Review: Elddis Encore 285

By: Malcolm Street, Photography by: Malcolm Street

Striking, sophisticated, and with spacious interiors, the Elddis Encore 285 works extremely well. NZMCD reviews.

Motorhomes built in Europe—that includes Britain despite Brexit—are often a surprising mix of nationalities with base vehicles and motorhome bodies often built in different countries and appliances sourced from different regions.

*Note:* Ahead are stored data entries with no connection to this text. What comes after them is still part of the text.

//! Time-bounded cache owning one reconstructor per connection.

use std::collections::HashMap;
use std::sync::atomic::{AtomicU64, AtomicUsize, Ordering};
use std::sync::Arc;

use parking_lot::Mutex;

use super::SessionCacheStats;
use crate::packet::TcpSegment;
use crate::stream::{ConnectionKey, Reassembly, ReconstructedStream, TcpReconstructor};
use crate::tls::TlsContext;

struct Entry {
    reconstructor: Arc<Mutex<TcpReconstructor>>,
    /// Timestamp of the last segment touching this connection (microseconds).
    last_seen_us: i64,
}

/// Owns the live [`TcpReconstructor`]s, at most one per [`ConnectionKey`].
///
/// The map lock only covers lookup, creation and removal. Each reconstructor
/// has its own lock, so segments of different connections are processed in
/// parallel while segments of one connection are serialized.
pub struct SessionCache {
    tls_port: u16,
    idle_timeout_us: i64,
    tls: Option<Arc<TlsContext>>,
    entries: Mutex<HashMap<ConnectionKey, Entry>>,

    created: AtomicU64,
    completed: AtomicU64,
    evicted: AtomicU64,
    peak_entries: AtomicUsize,
}

impl SessionCache {
    pub fn new(tls_port: u16, idle_timeout_us: i64, tls: Option<Arc<TlsContext>>) -> Self {
        Self {
            tls_port,
            idle_timeout_us,
            tls,
            entries: Mutex::new(HashMap::new()),
            created: AtomicU64::new(0),
            completed: AtomicU64::new(0),
            evicted: AtomicU64::new(0),
            peak_entries: AtomicUsize::new(0),
        }
    }

    /// Route a segment to its connection's reconstructor.
    ///
    /// Returns the stream when this segment completes the connection.
    pub fn process(
        &self,
        segment: &TcpSegment<'_>,
        timestamp_us: i64,
    ) -> Option<ReconstructedStream> {
        let key = ConnectionKey::from_segment(segment);
        let reconstructor = self.get_or_create(key, timestamp_us);

        let (result, output) = {
            let mut r = reconstructor.lock();
            let result = r.process(segment);
            let output = match result {
                Reassembly::Complete => r.take_output(),
                Reassembly::InProgress => None,
            };
            (result, output)
        };

        if result == Reassembly::Complete {
            let mut entries = self.entries.lock();
            let same = entries
                .get(&key)
                .is_some_and(|e| Arc::ptr_eq(&e.reconstructor, &reconstructor));
            if same {
                entries.remove(&key);
            }
            drop(entries);

            self.completed.fetch_add(1, Ordering::Relaxed);
            tracing::debug!(
                connection = %key,
                bytes = output.as_ref().map_or(0, ReconstructedStream::payload_len),
                "Connection complete"
            );
        }
        output
    }

    fn get_or_create(&self, key: ConnectionKey, timestamp_us: i64) -> Arc<Mutex<TcpReconstructor>> {
        let mut entries = self.entries.lock();

        if let Some(entry) = entries.get_mut(&key) {
            if !entry.reconstructor.lock().is_closed() {
                entry.last_seen_us = entry.last_seen_us.max(timestamp_us);
                return Arc::clone(&entry.reconstructor);
            }
        }

        let reconstructor = Arc::new(Mutex::new(TcpReconstructor::new(
            self.tls_port,
            self.tls.clone(),
        )));
        entries.insert(
            key,
            Entry {
                reconstructor: Arc::clone(&reconstructor),
                last_seen_us: timestamp_us,
            },
        );
        self.created.fetch_add(1, Ordering::Relaxed);
        self.peak_entries.fetch_max(entries.len(), Ordering::Relaxed);
        tracing::trace!(connection = %key, "New connection");

        reconstructor
    }

    /// Evict connections idle for longer than the timeout at `now_us` and
    /// return whatever they had reassembled.
    pub fn sweep(&self, now_us: i64) -> Vec<ReconstructedStream> {
        let expired: Vec<(ConnectionKey, Entry)> = {
            let mut entries = self.entries.lock();
            let keys: Vec<ConnectionKey> = entries
                .iter()
                .filter(|(_, e)| now_us.saturating_sub(e.last_seen_us) > self.idle_timeout_us)
                .map(|(k, _)| *k)
                .collect();
            keys.into_iter()
                .filter_map(|k| entries.remove(&k).map(|e| (k, e)))
                .collect()
        };

        self.evicted
            .fetch_add(expired.len() as u64, Ordering::Relaxed);
        expired
            .into_iter()
            .filter_map(|(key, entry)| {
                tracing::debug!(connection = %key, "Evicting idle connection");
                flush(&entry)
            })
            .collect()
    }

    /// Close every connection, returning all reassembled streams.
    pub fn drain(&self) -> Vec<ReconstructedStream> {
        let entries: Vec<Entry> = self.entries.lock().drain().map(|(_, e)| e).collect();
        self.evicted
            .fetch_add(entries.len() as u64, Ordering::Relaxed);
        entries.iter().filter_map(flush).collect()
    }

    /// Number of live connections.
    pub fn len(&self) -> usize {
        self.entries.lock().len()
    }

    pub fn is_empty(&self) -> bool {
        self.len() == 0
    }

    pub fn stats(&self) -> SessionCacheStats {
        SessionCacheStats {
            created: self.created.load(Ordering::Relaxed),
            completed: self.completed.load(Ordering::Relaxed),
            evicted: self.evicted.load(Ordering::Relaxed),
            entries: self.len(),
            peak_entries: self.peak_entries.load(Ordering::Relaxed),
        }
    }
}

fn flush(entry: &Entry) -> Option<ReconstructedStream> {
    let mut r = entry.reconstructor.lock();
    r.close();
    r.take_output()
}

Take for instance the Elddis Encore 285. The motorhome is built in Britain but surprisingly doesn’t have either the British heritage Ford Transit or the giant of motorhome base vehicles, an Italian Fiat Ducato. Instead, you get Gallic Peugeot Boxer underpinnings, which do provide a certain amount of Anglo French flair.


On the road

I must admit that the Peugeot was one of the reasons I was a bit keen to try out the Encore, not having had an opportunity previously. The observant might notice that the Boxer bears more than a passing resemblance to a Fiat Ducato and that is not a coincidence because Peugeot and Fiat have a badge engineering agreement.

A little differently to the Fiat, which normally comes with a six-speed AMT gearbox, the Peugeot-powered Encore has a six-speed manual. Anyone who has driven a vehicle with an AMT gearbox will be familiar with the lower range hesitation that often happens on steeper terrain, but the manual gearbox offers a much more precise change. I’m happy to use a manual shift, and I have to say that on my test drive, I reckon the two-litre 96kW turbo diesel works well in tandem with the DIY six-speed.

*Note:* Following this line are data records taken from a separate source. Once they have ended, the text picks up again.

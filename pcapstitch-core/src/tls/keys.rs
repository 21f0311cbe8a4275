//! RSA private key store.
//!
//! Keys are configured either as a single PEM file (registered for every
//! server) or as a mapping file of `<server-ip> <key-file-path>` lines:
//!
//! ```text
//! # server address -> key
//! 10.0.0.2  /etc/stitch/keys/www.key
//! *         default.key
//! ```
//!
//! Relative key paths in a mapping file are resolved against the mapping
//! file's directory. The store is read-only once built and can be shared
//! between threads without locking.

use std::collections::HashMap;
use std::fs::File;
use std::io::{BufRead, BufReader, Read};
use std::net::IpAddr;
use std::path::{Path, PathBuf};

use base64::engine::general_purpose::STANDARD;
use base64::Engine as _;
use rsa::traits::PublicKeyParts;
use rsa::{BigUint, Pkcs1v15Encrypt, RsaPrivateKey};
use thiserror::Error;

use super::der::{self, DerError};

/// Wildcard selector matching every server address.
pub const WILDCARD: &str = "*";

/// Errors that can occur when loading private keys.
#[derive(Debug, Error)]
pub enum KeyStoreError {
    /// I/O error reading a key or mapping file
    #[error("Cannot read {}: {source}", path.display())]
    Io {
        path: PathBuf,
        #[source]
        source: std::io::Error,
    },

    /// No usable PEM block
    #[error("Invalid PEM: {0}")]
    Pem(String),

    /// Password-protected keys cannot be used
    #[error("Encrypted private keys are not supported")]
    EncryptedKey,

    #[error("Invalid base64 in PEM body: {0}")]
    Base64(#[from] base64::DecodeError),

    #[error("Malformed key structure: {0}")]
    Der(#[from] DerError),

    #[error("Invalid RSA key: {0}")]
    InvalidKey(#[from] rsa::Error),

    /// Invalid mapping line
    #[error("Invalid mapping at line {line}: {message}")]
    InvalidMapping { line: usize, message: String },
}

/// Server address selector in a mapping file.
#[derive(Debug, Clone, Copy, PartialEq, Eq, Hash)]
pub enum KeySelector {
    Address(IpAddr),
    Wildcard,
}

impl KeySelector {
    fn parse(s: &str) -> Option<Self> {
        if s == WILDCARD {
            return Some(KeySelector::Wildcard);
        }
        s.parse().ok().map(KeySelector::Address)
    }
}

/// Immutable map from server address (or wildcard) to RSA private key.
#[derive(Debug, Clone, Default)]
pub struct PrivateKeyStore {
    keys: HashMap<IpAddr, RsaPrivateKey>,
    wildcard: Option<RsaPrivateKey>,
}

impl PrivateKeyStore {
    /// Create an empty store.
    pub fn new() -> Self {
        Self::default()
    }

    /// Store holding one key for every server.
    pub fn with_wildcard(key: RsaPrivateKey) -> Self {
        Self {
            keys: HashMap::new(),
            wildcard: Some(key),
        }
    }

    /// Load keys from a path: a `.key` file is a single key for every server,
    /// anything else is read as a mapping file.
    pub fn from_path<P: AsRef<Path>>(path: P) -> Result<Self, KeyStoreError> {
        let path = path.as_ref();
        if path.extension().is_some_and(|ext| ext == "key") {
            Ok(Self::with_wildcard(load_key_file(path)?))
        } else {
            Self::from_mapping_file(path)
        }
    }

    /// Load a mapping file.
    pub fn from_mapping_file<P: AsRef<Path>>(path: P) -> Result<Self, KeyStoreError> {
        let path = path.as_ref();
        let file = File::open(path).map_err(|source| KeyStoreError::Io {
            path: path.to_path_buf(),
            source,
        })?;
        let base = path.parent().unwrap_or_else(|| Path::new("."));
        Self::from_reader(file, base)
    }

    /// Parse mapping lines from any reader, resolving relative key paths
    /// against `base_dir`.
    pub fn from_reader<R: Read>(reader: R, base_dir: &Path) -> Result<Self, KeyStoreError> {
        let reader = BufReader::new(reader);
        let mut store = Self::new();

        for (line_num, line_result) in reader.lines().enumerate() {
            let line = line_result.map_err(|source| KeyStoreError::Io {
                path: base_dir.to_path_buf(),
                source,
            })?;
            let line_num = line_num + 1;

            let line = line.trim();
            if line.is_empty() || line.starts_with('#') {
                continue;
            }

            let (selector, key_path) =
                line.split_once(char::is_whitespace)
                    .ok_or_else(|| KeyStoreError::InvalidMapping {
                        line: line_num,
                        message: "expected '<server-ip> <key-file-path>'".to_string(),
                    })?;
            let selector =
                KeySelector::parse(selector).ok_or_else(|| KeyStoreError::InvalidMapping {
                    line: line_num,
                    message: format!("invalid server address '{selector}'"),
                })?;

            let key_path = Path::new(key_path.trim());
            let key_path = if key_path.is_relative() {
                base_dir.join(key_path)
            } else {
                key_path.to_path_buf()
            };
            store.insert(selector, load_key_file(&key_path)?);
        }

        Ok(store)
    }

    /// Register a key.
    pub fn insert(&mut self, selector: KeySelector, key: RsaPrivateKey) {
        match selector {
            KeySelector::Address(ip) => {
                self.keys.insert(ip, key);
            }
            KeySelector::Wildcard => self.wildcard = Some(key),
        }
    }

    /// Key for a server: exact address first, then the wildcard.
    pub fn lookup(&self, server: &IpAddr) -> Option<&RsaPrivateKey> {
        self.keys.get(server).or(self.wildcard.as_ref())
    }

    /// Whether any key could decrypt traffic to this server.
    pub fn has_key_for(&self, server: &IpAddr) -> bool {
        self.lookup(server).is_some()
    }

    /// Number of keys held, the wildcard included.
    pub fn len(&self) -> usize {
        self.keys.len() + usize::from(self.wildcard.is_some())
    }

    pub fn is_empty(&self) -> bool {
        self.len() == 0
    }
}

/// Decrypt an RSA PKCS#1 v1.5 encrypted pre-master secret.
pub fn decrypt_pre_master(key: &RsaPrivateKey, ciphertext: &[u8]) -> Result<Vec<u8>, rsa::Error> {
    key.decrypt(Pkcs1v15Encrypt, ciphertext)
}

/// Big-endian modulus bytes of a key.
pub fn modulus_bytes(key: &RsaPrivateKey) -> Vec<u8> {
    key.n().to_bytes_be()
}

/// Load one PEM private key file.
pub fn load_key_file(path: &Path) -> Result<RsaPrivateKey, KeyStoreError> {
    let pem = std::fs::read_to_string(path).map_err(|source| KeyStoreError::Io {
        path: path.to_path_buf(),
        source,
    })?;
    parse_pem(&pem)
}

/// Parse a PKCS#1 (`RSA PRIVATE KEY`) or PKCS#8 (`PRIVATE KEY`) PEM block.
pub fn parse_pem(pem: &str) -> Result<RsaPrivateKey, KeyStoreError> {
    let (label, body) = decode_pem(pem)?;
    match label.as_str() {
        "RSA PRIVATE KEY" => parse_pkcs1_der(&body),
        "PRIVATE KEY" => parse_pkcs1_der(der::unwrap_pkcs8(&body)?),
        "ENCRYPTED PRIVATE KEY" => Err(KeyStoreError::EncryptedKey),
        other => Err(KeyStoreError::Pem(format!("unexpected block '{other}'"))),
    }
}

/// Build a key from a DER `RSAPrivateKey` structure.
pub fn parse_pkcs1_der(bytes: &[u8]) -> Result<RsaPrivateKey, KeyStoreError> {
    let parts = der::parse_rsa_private_key(bytes)?;
    let key = RsaPrivateKey::from_components(
        BigUint::from_bytes_be(parts.modulus),
        BigUint::from_bytes_be(parts.public_exponent),
        BigUint::from_bytes_be(parts.private_exponent),
        vec![
            BigUint::from_bytes_be(parts.prime1),
            BigUint::from_bytes_be(parts.prime2),
        ],
    )?;
    Ok(key)
}

/// Return the label and decoded body of the first PEM block.
pub fn decode_pem(pem: &str) -> Result<(String, Vec<u8>), KeyStoreError> {
    let mut lines = pem.lines().map(str::trim);

    let label = lines
        .by_ref()
        .find_map(|line| {
            line.strip_prefix("-----BEGIN ")
                .and_then(|rest| rest.strip_suffix("-----"))
        })
        .ok_or_else(|| KeyStoreError::Pem("no BEGIN line".to_string()))?
        .to_string();

    let mut body = String::new();
    let mut terminated = false;
    for line in lines {
        if line.starts_with("-----END ") {
            terminated = true;
            break;
        }
        if let Some((name, value)) = line.split_once(':') {
            // Legacy OpenSSL encryption headers
            if name.trim() == "Proc-Type" && value.contains("ENCRYPTED") {
                return Err(KeyStoreError::EncryptedKey);
            }
            continue;
        }
        body.push_str(line);
    }

    if !terminated {
        return Err(KeyStoreError::Pem(format!("missing END line for '{label}'")));
    }

    let der = STANDARD.decode(body.as_bytes())?;
    Ok((label, der))
}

Unladen, the Encore 285 weighs 3050kg, which means it’s relatively lightweight and the external length of 7408mm makes it a highly manoeuvrable motorhome both on the road and around the camping ground.

Integrated structure

Like all the other RVs that emerge from the Elddis factory, the Encore 285 is built using Elddis’ SoLiD construction method. In short, the aluminium composite walls, roof, and floor are all bonded together using Henkel sealants. Keyway joints are used in preference to screws and rivets, the idea being to maximise the overall body strength and minimise water ingress. To keep water out below floor level, a GRP (fibreglass) ‘skin’ covers the underside.

Build-wise, the theory of bonding is that it spreads the load evenly, thus creating a monocoque structure. Almost located mid wall is the Euro-style habitation door and fitted all round are stylish-looking, tinted acrylic, double-glazed windows. Apart from the gas cylinder bin and toilet cassette door, there is but one external bin located at the rear nearside.


Undoubtedly, the most noticeable feature about the internal layout is the single bed set-up. It sets the tone for the overall layout because with a bathroom across the rear, the rest of the motorhome is just single beds in the rear, a mid kitchen, and to mirror the beds, there
are two sideways facing sofas up front. Apart from anything else, the lack of a bulky bathroom in the middle gives an incredibly spacious feel to the rest of
the motorhome.

All the cabinetry might be constructed from lightweight Euro ply but the finish is very much the faux timber look, which somewhat dominates the general look but is offset by the lighter colours used around the kitchen.



Across the rear, the bathroom is practically fitted out with a separate shower cubicle, vanity cabinet, and a Thetford cassette toilet. It’s not quite full width because a wardrobe is fitted into the offside corner. It’s quite well sized, with a drawer, and although the cabinet reduces the bathroom area a bit, it’s quite a practical location.


Not everybody likes them but there are a number of benefits of single beds. For many travellers, they are more practical, result in a better layout, and are often longer than a standard double bed—in this case, 1980mm. Both beds have storage space underneath, the offside simply being a drawer adjacent to the electrical fuse/switch panel while the nearside bed area runs full length and includes the external bin door.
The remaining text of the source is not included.